** TASK GOAL **
From the entries below, copy every line holding the word "params".

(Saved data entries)
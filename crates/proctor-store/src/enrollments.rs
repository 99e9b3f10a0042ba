//! CRUD operations for [`Enrollment`] records.

use rusqlite::{params, OptionalExtension};
use uuid::Uuid;

use crate::columns::{ts, ts_at, uuid_at};
use crate::database::Database;
use crate::error::{not_found, unique_violation, Result};
use crate::models::Enrollment;
use crate::repo::EnrollmentRepository;

const COLUMNS: &str = "id, user_id, course_id, semester, created_at, updated_at";

impl EnrollmentRepository for Database {
    fn insert_enrollment(&self, enrollment: &Enrollment) -> Result<()> {
        self.conn()
            .execute(
                "INSERT INTO enrollments (id, user_id, course_id, semester, created_at, updated_at)
                 VALUES (?1, ?2, ?3, ?4, ?5, ?6)",
                params![
                    enrollment.id.to_string(),
                    enrollment.user_id.to_string(),
                    enrollment.course_id.to_string(),
                    enrollment.semester,
                    ts(&enrollment.created_at),
                    ts(&enrollment.updated_at),
                ],
            )
            .map_err(|e| unique_violation(e, "User is already enrolled in this course for the specified semester"))?;
        Ok(())
    }

    fn get_enrollment(&self, id: Uuid) -> Result<Enrollment> {
        self.conn()
            .query_row(
                &format!("SELECT {COLUMNS} FROM enrollments WHERE id = ?1"),
                params![id.to_string()],
                row_to_enrollment,
            )
            .map_err(not_found)
    }

    fn find_enrollment(&self, user_id: Uuid, course_id: Uuid, semester: &str) -> Result<Option<Enrollment>> {
        let enrollment = self
            .conn()
            .query_row(
                &format!(
                    "SELECT {COLUMNS} FROM enrollments
                     WHERE user_id = ?1 AND course_id = ?2 AND semester = ?3"
                ),
                params![user_id.to_string(), course_id.to_string(), semester],
                row_to_enrollment,
            )
            .optional()?;
        Ok(enrollment)
    }

    fn list_enrollments_for_user(&self, user_id: Uuid) -> Result<Vec<Enrollment>> {
        let mut stmt = self
            .conn()
            .prepare(&format!("SELECT {COLUMNS} FROM enrollments WHERE user_id = ?1 ORDER BY rowid"))?;

        let rows = stmt.query_map(params![user_id.to_string()], row_to_enrollment)?;

        let mut enrollments = Vec::new();
        for row in rows {
            enrollments.push(row?);
        }
        Ok(enrollments)
    }

    fn delete_enrollment(&self, id: Uuid) -> Result<bool> {
        let affected = self
            .conn()
            .execute("DELETE FROM enrollments WHERE id = ?1", params![id.to_string()])?;
        Ok(affected > 0)
    }
}

fn row_to_enrollment(row: &rusqlite::Row<'_>) -> rusqlite::Result<Enrollment> {
    Ok(Enrollment {
        id: uuid_at(row, 0)?,
        user_id: uuid_at(row, 1)?,
        course_id: uuid_at(row, 2)?,
        semester: row.get(3)?,
        created_at: ts_at(row, 4)?,
        updated_at: ts_at(row, 5)?,
    })
}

** TASK SOLUTION **
use rusqlite::{params, OptionalExtension};
                params![
                params![id.to_string()],
                params![user_id.to_string(), course_id.to_string(), semester],
        let rows = stmt.query_map(params![user_id.to_string()], row_to_enrollment)?;
            .execute("DELETE FROM enrollments WHERE id = ?1", params![id.to_string()])?;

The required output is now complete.